ENTRE-TEMPS DONNE-MOI LA MAIN

2001
Traductions: Anglais (Graywolf), Espagnol (Visor), Français (Le Castor Astral), Catalan (Proa), Russe (Guernica Press), Géorgien (Ilia University Press).

Le Père Larramendi, grammairien et jésuite, était connu pour être très adroit. Ce qui était pêché pour d’autres, ne l’était pas tant pour lui. Par exemple, il aimait beaucoup les bals, et faisait peu d’effort pour mettre en garde les paroissiens des supposés dangers qui guettaient celui qui danserait de nuit sous les porches de l’église. Il en faisait de même pour le chocolat. Il ne le considérait pas comme un caprice. Qui plus est, il aimait le chocolat et le dégustait de temps en temps, c’était son caprice.

Quand Larramendi mourut, on trouva un carré de chocolat sous son oreiller. Il avait agonisé plusieurs jours. Ce fut son dernier caprice. La découverte provoqua une grande discussion au sein de l’ordre. Certains jésuites invoquaient que Larramendi avait pêché sur son lit de mort et, que par conséquent, il ne pouvait pas l’enterrer selon le rite chrétien. Son corps devrait reposer hors des murs du cimetière. D’autres défendaient qu’une personne aussi importante que le grammairien ne pouvait pas subir une telle offense. Finalement, le bon sens l’emporta et les pères jésuites acquittèrent Larramendi pour son dernier caprice.

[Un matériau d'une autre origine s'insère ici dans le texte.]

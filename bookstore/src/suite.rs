//! The book ordering suite.

use crate::schemas::{BOOK, BOOK_LIST, ORDER, ORDER_CREATED, ORDER_LIST};
use api_contract::{ContextKey, HttpMethod, Step, Suite};
use serde_json::json;

/// Book fetched by the single-book check.
pub const BOOK_ID: u64 = 3;
/// Expected type of [`BOOK_ID`].
pub const BOOK_TYPE: &str = "fiction";
/// Book ordered by the suite.
pub const ORDER_BOOK_ID: u64 = 5;
/// Customer name on the created order.
pub const CUSTOMER_NAME: &str = "ali";
/// Customer name after the update.
pub const UPDATED_CUSTOMER_NAME: &str = "abuakar";

/// Step names, in execution order.
pub mod steps {
    /// `GET /books`
    pub const LIST_BOOKS: &str = "should return a list of books";
    /// `GET /books/3`
    pub const SINGLE_BOOK: &str = "should return a single book";
    /// `POST /orders/`
    pub const SUBMIT_ORDER: &str = "should submit an order";
    /// `GET /orders`
    pub const LIST_ORDERS: &str = "should get all orders";
    /// `GET /orders/{orderId}`
    pub const SINGLE_ORDER: &str = "should get a single order";
    /// `PATCH /orders/{orderId}`
    pub const UPDATE_ORDER: &str = "should update an order";
    /// `GET /orders/{orderId}` after the update
    pub const UPDATED_ORDER: &str = "should reflect the order update";
    /// `DELETE /orders/{orderId}`
    pub const DELETE_ORDER: &str = "should delete an order";
    /// `GET /orders/{orderId}` after the delete
    pub const DELETED_ORDER: &str = "deleted order should no longer resolve";
}

/// Build the suite, registering a client named `client_name`.
#[must_use]
pub fn bookstore_suite(client_name: &str) -> Suite {
    Suite::new("book ordering api")
        .with_registration(client_name)
        .step(
            Step::new(steps::LIST_BOOKS, HttpMethod::Get, "/books")
                .expect_status(200)
                .expect_schema(BOOK_LIST),
        )
        .step(
            Step::new(steps::SINGLE_BOOK, HttpMethod::Get, format!("/books/{BOOK_ID}"))
                .expect_status(200)
                .expect_field("/id", BOOK_ID)
                .expect_field("/type", BOOK_TYPE)
                .expect_schema(BOOK),
        )
        .step(
            Step::new(steps::SUBMIT_ORDER, HttpMethod::Post, "/orders/")
                .bearer()
                .with_body(json!({"bookId": ORDER_BOOK_ID, "customerName": CUSTOMER_NAME}))
                .expect_status(201)
                .expect_field("/created", true)
                .expect_non_empty("/orderId")
                .expect_schema(ORDER_CREATED)
                .extract("/orderId", ContextKey::OrderId),
        )
        .step(
            Step::new(steps::LIST_ORDERS, HttpMethod::Get, "/orders")
                .bearer()
                .expect_status(200)
                .expect_schema(ORDER_LIST),
        )
        .step(
            Step::new(steps::SINGLE_ORDER, HttpMethod::Get, "/orders/{orderId}")
                .bearer()
                .expect_status(200)
                .expect_field("/quantity", 1)
                .expect_field("/customerName", CUSTOMER_NAME)
                .expect_field("/bookId", ORDER_BOOK_ID)
                .expect_schema(ORDER),
        )
        .step(
            Step::new(steps::UPDATE_ORDER, HttpMethod::Patch, "/orders/{orderId}")
                .bearer()
                .with_body(json!({"customerName": UPDATED_CUSTOMER_NAME}))
                .expect_status(204)
                .expect_empty_body(),
        )
        .step(
            Step::new(steps::UPDATED_ORDER, HttpMethod::Get, "/orders/{orderId}")
                .bearer()
                .expect_status(200)
                .expect_field("/customerName", UPDATED_CUSTOMER_NAME)
                .expect_schema(ORDER),
        )
        .step(
            Step::new(steps::DELETE_ORDER, HttpMethod::Delete, "/orders/{orderId}")
                .bearer()
                .expect_status(204)
                .expect_empty_body(),
        )
        .step(
            Step::new(steps::DELETED_ORDER, HttpMethod::Get, "/orders/{orderId}")
                .bearer()
                .expect_failure(),
        )
}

Un poème est comme ce carré de chocolat trouvé sur le lit de mort du Père Larramendi. Un poème est rythme, structure, mais surtout c’est sens. Un poème transmet toujours quelque chose de nouveau. Et, surtout, un poème parvient au lecteur à l’improviste, il arrive par surprise, comme ce carré de chocolat trouvé sous l’oreiller de Larramendi, un petit carré de chocolat, foncé et sucré.